A few miles south, I stopped to visit Jervaulx Abbey, one of Yorkshire’s great Cistercian monasteries. The manicured ruins are magnificent, and held in private hands. There’s an admission charge of £3, but no one will take your money. There’s an honesty box at the end of the walk. Then, it was on to Masham, home to two of Yorkshire’s great breweries (Theakston’s and Black Sheep), and Ripon, cathedral city of the Dales.
At Thirsk, I visited the Thirsk Museum, just across the street from James Herriot’s place, and then headed still east into the Yorkshire Wolds. I did make it to the North Sea coast at Scarborough and south to Bridlington. In truth, though, those seaside towns have little to recommend them and aren’t somewhere to hang out—even in warm weather.
At Malton, however, I paid a call at Eden Camp. A World War II POW camp for Italian and German prisoners, Eden Camp is largely intact. Described as a “modern history theme museum,” the camp today is a comprehensive presentation of the war both abroad and on the home front. The prison huts tell the narrative from “The Rise of Adolf Hitler” to the reunion celebrations of veterans years after the war. Throughout the site, artifacts from field artillery to Anderson shelters bring the conflict to life.
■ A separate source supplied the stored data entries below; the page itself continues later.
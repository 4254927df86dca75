use crate::{
    config::Config,
    error::{auth::AuthError, AppError},
    model::discord::Requester,
};

pub enum Permission {
    /// Grant, revoke and edit achievements.
    ManageAchievements,
    /// Hand out consumable sponsor shop credits.
    ManageCredits,
    /// Hold one of the tracked sponsor roles.
    Sponsor,
}

/// Role and channel checks for command invocations.
///
/// Checks run against the roles carried by the interaction itself, so a callback
/// arriving minutes after the command is judged by the member's current roles.
pub struct AuthGuard<'a> {
    config: &'a Config,
}

impl<'a> AuthGuard<'a> {
    pub fn new(config: &'a Config) -> Self {
        Self { config }
    }

    pub fn require(
        &self,
        requester: &Requester,
        permissions: &[Permission],
    ) -> Result<(), AppError> {
        for permission in permissions {
            match permission {
                Permission::ManageAchievements => {
                    if !requester.has_any_role(&self.config.achievements_allowed_role_ids) {
                        return Err(AuthError::AccessDenied {
                            user_id: requester.user_id,
                            reason: "missing an achievement management role".to_string(),
                        }
                        .into());
                    }
                }
                Permission::ManageCredits => {
                    if !requester.has_any_role(&self.config.credits_allowed_role_ids) {
                        return Err(AuthError::AccessDenied {
                            user_id: requester.user_id,
                            reason: "missing a credits management role".to_string(),
                        }
                        .into());
                    }
                }
                Permission::Sponsor => {
                    if self.sponsor_roles(requester).is_empty() {
                        return Err(AuthError::NotSponsor(requester.user_id).into());
                    }
                }
            }
        }

        Ok(())
    }

    /// Rejects commands used outside of the allowed channels.
    pub fn require_channel(
        &self,
        requester: &Requester,
        channel_id: u64,
        allowed: &[u64],
    ) -> Result<(), AppError> {
        if allowed.contains(&channel_id) {
            return Ok(());
        }

        Err(AuthError::ChannelNotAllowed {
            user_id: requester.user_id,
            channel_id,
            allowed: allowed.to_vec(),
        }
        .into())
    }

    /// Tracked sponsor roles held by the requester, in configuration order.
    pub fn sponsor_roles(&self, requester: &Requester) -> Vec<u64> {
        self.config
            .tracked_role_ids
            .iter()
            .copied()
            .filter(|role_id| requester.role_ids.contains(role_id))
            .collect()
    }
}
use sea_orm::{DatabaseBackend, MockDatabase, Value};
use std::collections::BTreeMap;

use crate::{
    context::{TestContext, TestFile},
    error::TestError,
};

/// Row returned by the mock game database, keyed by column name.
pub type MockRow = BTreeMap<&'static str, Value>;

/// Builder for creating test contexts with pre-seeded files.
///
/// Provides a fluent interface for configuring test environments. Files that are not
/// seeded do not exist in the temporary directory, which lets tests cover the
/// missing-file paths of the repositories. Call `build()` to create the configured
/// test context.
///
/// # Example
///
/// ```rust,ignore
/// use test_utils::builder::TestBuilder;
///
/// let test = TestBuilder::new()
///     .with_catalog(&["first_blood|First Blood|Kill one creature"])
///     .with_players(&["Bob|bob|first_blood"])
///     .build()
///     .await?;
/// ```
pub struct TestBuilder {
    /// Files to write before the context is handed out, with their contents.
    files: Vec<(TestFile, String)>,

    /// Result sets returned by the mock game database, in query order.
    ///
    /// When empty, no database connection is created and `TestContext::db` is `None`.
    query_results: Vec<Vec<MockRow>>,
}

impl Default for TestBuilder {
    fn default() -> Self {
        Self::new()
    }
}

impl TestBuilder {
    /// Creates a new test builder with no files and no database configured.
    ///
    /// # Returns
    /// - New `TestBuilder` instance with empty configuration
    pub fn new() -> Self {
        Self {
            files: Vec::new(),
            query_results: Vec::new(),
        }
    }

    /// Seeds a file with the provided lines, each terminated by a newline.
    ///
    /// # Arguments
    /// - `file` - Which file of the test directory to write
    /// - `lines` - Lines of the file, without line terminators
    ///
    /// # Returns
    /// - `Self` - Builder instance for method chaining
    pub fn with_file(mut self, file: TestFile, lines: &[&str]) -> Self {
        let contents = lines.iter().map(|line| format!("{line}\n")).collect();
        self.files.push((file, contents));
        self
    }

    /// Seeds the achievement catalog file.
    pub fn with_catalog(self, lines: &[&str]) -> Self {
        self.with_file(TestFile::Catalog, lines)
    }

    /// Seeds the player achievements file.
    pub fn with_players(self, lines: &[&str]) -> Self {
        self.with_file(TestFile::Players, lines)
    }

    /// Seeds the sponsors file.
    pub fn with_sponsors(self, lines: &[&str]) -> Self {
        self.with_file(TestFile::Sponsors, lines)
    }

    /// Seeds the disposable credits file.
    pub fn with_disposables(self, lines: &[&str]) -> Self {
        self.with_file(TestFile::Disposables, lines)
    }

    /// Appends one result set to the mock game database.
    ///
    /// Each query executed against the mock connection consumes the next result set,
    /// so result sets must be added in the order the code under test runs its queries.
    ///
    /// # Arguments
    /// - `rows` - Rows returned by the query, keyed by column name
    ///
    /// # Returns
    /// - `Self` - Builder instance for method chaining
    pub fn with_query_result(mut self, rows: Vec<MockRow>) -> Self {
        self.query_results.push(rows);
        self
    }

    /// Builds the test context with the configured files and database.
    ///
    /// Creates a fresh temporary directory, writes every seeded file into it and, if any
    /// result sets were configured, opens a PostgreSQL mock connection returning them.
    ///
    /// # Returns
    /// - `Ok(TestContext)` - Configured test context ready for use
    /// - `Err(TestError::Io)` - Failed to create the directory or write a seeded file
    pub async fn build(self) -> Result<TestContext, TestError> {
        let db = if self.query_results.is_empty() {
            None
        } else {
            Some(
                MockDatabase::new(DatabaseBackend::Postgres)
                    .append_query_results(self.query_results)
                    .into_connection(),
            )
        };

        let test = TestContext::new(db)?;

        for (file, contents) in self.files {
            std::fs::write(test.path(file), contents)?;
        }

        Ok(test)
    }
}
Going from warm car to blowing chill and back 30 times a day for a week does take its toll. By the time I got to York, I was in sorry shape, and happy to turn in the car after 900 miles. It was in the York Visitor’s Centre the next morning that I heard the news of Margaret Thatcher’s death. That is its own story, of course.Mine did continue with errands in York and a train to London. The travel adventures that I précis and share, as regular readers know, return again as features over the next several issues. Bronchitis notwithstanding, British travel is always rewarding, and I do always love to have British Heritage readers along!